By LabMedica International staff writers
Posted on 21 Mar 2016
A soft, biodegradable polymer was used to form a three-dimensional organ-on-chip device for growth of artificial organs that could be used for drug testing or the repair or replacement of damaged organs.

Poly(octamethylene maleate (anhydride) citrate) (POMaC) is a soft, biodegradable elastomer with the potential to be a good biomaterial for use in scaffolds for soft tissue engineering. More...
POMaC is notable for its dual cross-linking mechanism that allows the engineer to manipulate the resultant mechanical properties of the material during preparation.

Investigators at the University of Toronto (Canada) used POMaC to fashion "AngioChip" scaffolds comprising a series of thin layers about 50 to 100 micrometers wide, stamped with a pattern of nanopore and micro-hole channels. The layers, which resembled computer microchips, were then stacked into a three-dimensional structure of synthetic blood vessels. The scaffold was bathed in media containing living cells. The cells rapidly attached to the inside and outside of the channels and began growing.

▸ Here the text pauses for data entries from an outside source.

//! Bybit V5 request signing
//!
//! Signature = hex(HMAC-SHA256(secret, timestamp + api_key + recv_window + payload))
//! where payload is the query string for GET and the JSON body for POST.

use hmac::{Hmac, Mac};
use sha2::Sha256;

use super::ExchangeError;

type HmacSha256 = Hmac<Sha256>;

pub const HEADER_API_KEY: &str = "X-BAPI-API-KEY";
pub const HEADER_SIGN: &str = "X-BAPI-SIGN";
pub const HEADER_TIMESTAMP: &str = "X-BAPI-TIMESTAMP";
pub const HEADER_RECV_WINDOW: &str = "X-BAPI-RECV-WINDOW";

/// String the signature covers
pub fn signing_payload(timestamp: i64, api_key: &str, recv_window: u64, params: &str) -> String {
    format!("{timestamp}{api_key}{recv_window}{params}")
}

/// Hex-encoded HMAC-SHA256 signature
pub fn sign(
    api_secret: &str,
    timestamp: i64,
    api_key: &str,
    recv_window: u64,
    params: &str,
) -> Result<String, ExchangeError> {
    let mut mac = HmacSha256::new_from_slice(api_secret.as_bytes())
        .map_err(|_| ExchangeError::MissingCredentials)?;
    mac.update(signing_payload(timestamp, api_key, recv_window, params).as_bytes());
    Ok(hex::encode(mac.finalize().into_bytes()))
}

#[cfg(test)]
mod tests {
    use super::*;

    #[test]
    fn payload_concatenates_in_order() {
        let p = signing_payload(1_700_000_000_000, "key", 5000, "category=linear");
        assert_eq!(p, "1700000000000key5000category=linear");
    }

    #[test]
    fn signature_is_deterministic_hex() {
        let a = sign("secret", 1, "key", 5000, "{}").unwrap();
        let b = sign("secret", 1, "key", 5000, "{}").unwrap();
        assert_eq!(a, b);
        assert_eq!(a.len(), 64);
        assert!(a.chars().all(|c| c.is_ascii_hexdigit()));

        let other = sign("secret", 2, "key", 5000, "{}").unwrap();
        assert_ne!(a, other);
    }

    #[test]
    fn matches_reference_hmac() {
        // RFC 4231 test case 2: key "Jefe", data "what do ya want for nothing?"
        let mut mac = HmacSha256::new_from_slice(b"Jefe").unwrap();
        mac.update(b"what do ya want for nothing?");
        assert_eq!(
            hex::encode(mac.finalize().into_bytes()),
            "5bdcc146bf60754e6a042426089575c75a003f089d2739839dec58b964ec3843"
        );
    }
}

The investigators reported in the March 7, 2016, online edition of the journal Nature Materials that incorporation of nanopores and micro-holes in the vessel walls enhanced permeability, and permitted intercellular crosstalk and extravasation of monocytes and endothelial cells on biomolecular stimulation. They also showed that vascularized hepatic tissues and cardiac tissues engineered by using AngioChips processed clinically relevant drugs delivered through the vasculature, and that millimeter-thick cardiac tissues could be engineered in a scalable manner. Furthermore, AngioChip cardiac tissues implanted into the femoral vessels of rat hindlimbs established immediate blood perfusion.

"It is a fully three-dimensional structure complete with internal blood vessels," said senior author Dr. Milica Radisic, professor of biomedical engineering at the University of Toronto. "It behaves just like vasculature, and around it there is a lattice for other cells to attach and grow. Previously, people could only do this using devices that squish the cells between sheets of silicone and glass. You needed several pumps and vacuum lines to run just one chip. Our system runs in a normal cell culture dish, and there are no pumps; we use pressure heads to perfuse media through the vasculature. The wells are open, so you can easily access the tissue. Our liver actually produced urea and metabolized drugs."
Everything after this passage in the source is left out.